- [Extracted data]:
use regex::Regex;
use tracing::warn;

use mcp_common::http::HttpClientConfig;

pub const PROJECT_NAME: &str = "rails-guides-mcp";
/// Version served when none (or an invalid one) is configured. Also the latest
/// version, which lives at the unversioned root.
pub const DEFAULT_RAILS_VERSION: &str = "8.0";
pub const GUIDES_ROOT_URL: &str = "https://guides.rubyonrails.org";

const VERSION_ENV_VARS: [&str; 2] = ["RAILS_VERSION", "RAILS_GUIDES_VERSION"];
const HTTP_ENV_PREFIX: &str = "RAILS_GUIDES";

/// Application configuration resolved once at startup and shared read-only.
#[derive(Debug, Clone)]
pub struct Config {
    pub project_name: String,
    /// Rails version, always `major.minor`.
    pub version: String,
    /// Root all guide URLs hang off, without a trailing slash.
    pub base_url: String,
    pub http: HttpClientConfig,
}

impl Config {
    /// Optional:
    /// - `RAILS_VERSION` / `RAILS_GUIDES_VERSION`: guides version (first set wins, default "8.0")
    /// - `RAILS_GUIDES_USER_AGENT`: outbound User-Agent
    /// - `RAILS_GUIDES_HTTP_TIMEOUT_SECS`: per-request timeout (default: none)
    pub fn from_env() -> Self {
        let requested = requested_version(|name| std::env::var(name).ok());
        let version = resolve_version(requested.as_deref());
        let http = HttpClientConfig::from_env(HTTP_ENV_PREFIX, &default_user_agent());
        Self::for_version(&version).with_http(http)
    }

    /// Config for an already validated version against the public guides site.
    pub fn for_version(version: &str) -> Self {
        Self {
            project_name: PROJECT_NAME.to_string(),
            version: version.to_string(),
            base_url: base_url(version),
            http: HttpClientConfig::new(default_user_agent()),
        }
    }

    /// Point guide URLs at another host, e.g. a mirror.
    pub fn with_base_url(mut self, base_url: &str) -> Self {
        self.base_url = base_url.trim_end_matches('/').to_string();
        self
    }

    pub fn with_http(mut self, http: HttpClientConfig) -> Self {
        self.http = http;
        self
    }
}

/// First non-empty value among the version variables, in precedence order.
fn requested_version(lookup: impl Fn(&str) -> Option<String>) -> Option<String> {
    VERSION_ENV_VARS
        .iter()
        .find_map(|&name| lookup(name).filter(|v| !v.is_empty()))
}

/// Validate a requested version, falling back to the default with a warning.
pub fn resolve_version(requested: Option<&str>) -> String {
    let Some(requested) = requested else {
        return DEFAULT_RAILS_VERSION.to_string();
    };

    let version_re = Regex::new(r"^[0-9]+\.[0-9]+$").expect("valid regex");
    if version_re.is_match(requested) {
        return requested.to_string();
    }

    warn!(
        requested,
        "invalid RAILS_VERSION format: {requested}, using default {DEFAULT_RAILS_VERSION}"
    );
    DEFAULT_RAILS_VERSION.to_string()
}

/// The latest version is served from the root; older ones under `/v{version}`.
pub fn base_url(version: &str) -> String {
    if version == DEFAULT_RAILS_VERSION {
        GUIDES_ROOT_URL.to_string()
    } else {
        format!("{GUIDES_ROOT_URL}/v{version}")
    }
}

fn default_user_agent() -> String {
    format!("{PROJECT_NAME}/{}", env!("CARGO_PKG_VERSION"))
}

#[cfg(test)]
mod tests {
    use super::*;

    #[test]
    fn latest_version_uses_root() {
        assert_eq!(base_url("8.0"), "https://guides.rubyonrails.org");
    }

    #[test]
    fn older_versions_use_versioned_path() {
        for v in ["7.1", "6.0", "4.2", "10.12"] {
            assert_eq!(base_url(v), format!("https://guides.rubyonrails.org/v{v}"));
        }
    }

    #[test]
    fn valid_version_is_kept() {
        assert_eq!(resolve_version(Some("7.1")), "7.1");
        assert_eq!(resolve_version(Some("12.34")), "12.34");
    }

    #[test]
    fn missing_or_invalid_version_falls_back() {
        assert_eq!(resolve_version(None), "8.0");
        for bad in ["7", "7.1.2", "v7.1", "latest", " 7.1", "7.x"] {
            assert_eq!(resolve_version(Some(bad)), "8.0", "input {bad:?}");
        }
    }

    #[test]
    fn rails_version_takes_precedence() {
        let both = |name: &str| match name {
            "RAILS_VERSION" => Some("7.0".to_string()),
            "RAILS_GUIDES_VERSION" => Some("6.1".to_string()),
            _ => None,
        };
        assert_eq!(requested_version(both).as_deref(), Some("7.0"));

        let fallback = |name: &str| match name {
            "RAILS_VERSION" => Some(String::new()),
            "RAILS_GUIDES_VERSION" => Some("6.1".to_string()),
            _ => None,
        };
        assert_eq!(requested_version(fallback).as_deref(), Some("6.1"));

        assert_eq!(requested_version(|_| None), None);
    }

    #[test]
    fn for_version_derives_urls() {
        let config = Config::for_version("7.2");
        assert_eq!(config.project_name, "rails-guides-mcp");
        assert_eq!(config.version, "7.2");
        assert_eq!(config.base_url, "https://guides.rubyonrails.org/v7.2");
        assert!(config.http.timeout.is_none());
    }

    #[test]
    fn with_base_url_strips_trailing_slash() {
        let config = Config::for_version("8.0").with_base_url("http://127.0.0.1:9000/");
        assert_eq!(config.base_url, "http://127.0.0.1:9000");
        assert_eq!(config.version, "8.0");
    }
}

- [What is expected]: Transcribe the data above exactly as it reads.

- [Response to this task]:
use regex::Regex;
use tracing::warn;

use mcp_common::http::HttpClientConfig;

pub const PROJECT_NAME: &str = "rails-guides-mcp";
/// Version served when none (or an invalid one) is configured. Also the latest
/// version, which lives at the unversioned root.
pub const DEFAULT_RAILS_VERSION: &str = "8.0";
pub const GUIDES_ROOT_URL: &str = "https://guides.rubyonrails.org";

const VERSION_ENV_VARS: [&str; 2] = ["RAILS_VERSION", "RAILS_GUIDES_VERSION"];
const HTTP_ENV_PREFIX: &str = "RAILS_GUIDES";

/// Application configuration resolved once at startup and shared read-only.
#[derive(Debug, Clone)]
pub struct Config {
    pub project_name: String,
    /// Rails version, always `major.minor`.
    pub version: String,
    /// Root all guide URLs hang off, without a trailing slash.
    pub base_url: String,
    pub http: HttpClientConfig,
}

impl Config {
    /// Optional:
    /// - `RAILS_VERSION` / `RAILS_GUIDES_VERSION`: guides version (first set wins, default "8.0")
    /// - `RAILS_GUIDES_USER_AGENT`: outbound User-Agent
    /// - `RAILS_GUIDES_HTTP_TIMEOUT_SECS`: per-request timeout (default: none)
    pub fn from_env() -> Self {
        let requested = requested_version(|name| std::env::var(name).ok());
        let version = resolve_version(requested.as_deref());
        let http = HttpClientConfig::from_env(HTTP_ENV_PREFIX, &default_user_agent());
        Self::for_version(&version).with_http(http)
    }

    /// Config for an already validated version against the public guides site.
    pub fn for_version(version: &str) -> Self {
        Self {
            project_name: PROJECT_NAME.to_string(),
            version: version.to_string(),
            base_url: base_url(version),
            http: HttpClientConfig::new(default_user_agent()),
        }
    }

    /// Point guide URLs at another host, e.g. a mirror.
    pub fn with_base_url(mut self, base_url: &str) -> Self {
        self.base_url = base_url.trim_end_matches('/').to_string();
        self
    }

    pub fn with_http(mut self, http: HttpClientConfig) -> Self {
        self.http = http;
        self
    }
}

/// First non-empty value among the version variables, in precedence order.
fn requested_version(lookup: impl Fn(&str) -> Option<String>) -> Option<String> {
    VERSION_ENV_VARS
        .iter()
        .find_map(|&name| lookup(name).filter(|v| !v.is_empty()))
}

/// Validate a requested version, falling back to the default with a warning.
pub fn resolve_version(requested: Option<&str>) -> String {
    let Some(requested) = requested else {
        return DEFAULT_RAILS_VERSION.to_string();
    };

    let version_re = Regex::new(r"^[0-9]+\.[0-9]+$").expect("valid regex");
    if version_re.is_match(requested) {
        return requested.to_string();
    }

    warn!(
        requested,
        "invalid RAILS_VERSION format: {requested}, using default {DEFAULT_RAILS_VERSION}"
    );
    DEFAULT_RAILS_VERSION.to_string()
}

/// The latest version is served from the root; older ones under `/v{version}`.
pub fn base_url(version: &str) -> String {
    if version == DEFAULT_RAILS_VERSION {
        GUIDES_ROOT_URL.to_string()
    } else {
        format!("{GUIDES_ROOT_URL}/v{version}")
    }
}

fn default_user_agent() -> String {
    format!("{PROJECT_NAME}/{}", env!("CARGO_PKG_VERSION"))
}

#[cfg(test)]
mod tests {
    use super::*;

    #[test]
    fn latest_version_uses_root() {
        assert_eq!(base_url("8.0"), "https://guides.rubyonrails.org");
    }

    #[test]
    fn older_versions_use_versioned_path() {
        for v in ["7.1", "6.0", "4.2", "10.12"] {
            assert_eq!(base_url(v), format!("https://guides.rubyonrails.org/v{v}"));
        }
    }

    #[test]
    fn valid_version_is_kept() {
        assert_eq!(resolve_version(Some("7.1")), "7.1");
        assert_eq!(resolve_version(Some("12.34")), "12.34");
    }

    #[test]
    fn missing_or_invalid_version_falls_back() {
        assert_eq!(resolve_version(None), "8.0");
        for bad in ["7", "7.1.2", "v7.1", "latest", " 7.1", "7.x"] {
            assert_eq!(resolve_version(Some(bad)), "8.0", "input {bad:?}");
        }
    }

    #[test]
    fn rails_version_takes_precedence() {
        let both = |name: &str| match name {
            "RAILS_VERSION" => Some("7.0".to_string()),
            "RAILS_GUIDES_VERSION" => Some("6.1".to_string()),
            _ => None,
        };
        assert_eq!(requested_version(both).as_deref(), Some("7.0"));

        let fallback = |name: &str| match name {
            "RAILS_VERSION" => Some(String::new()),
            "RAILS_GUIDES_VERSION" => Some("6.1".to_string()),
            _ => None,
        };
        assert_eq!(requested_version(fallback).as_deref(), Some("6.1"));

        assert_eq!(requested_version(|_| None), None);
    }

    #[test]
    fn for_version_derives_urls() {
        let config = Config::for_version("7.2");
        assert_eq!(config.project_name, "rails-guides-mcp");
        assert_eq!(config.version, "7.2");
        assert_eq!(config.base_url, "https://guides.rubyonrails.org/v7.2");
        assert!(config.http.timeout.is_none());
    }

    #[test]
    fn with_base_url_strips_trailing_slash() {
        let config = Config::for_version("8.0").with_base_url("http://127.0.0.1:9000/");
        assert_eq!(config.base_url, "http://127.0.0.1:9000");
        assert_eq!(config.version, "8.0");
    }
}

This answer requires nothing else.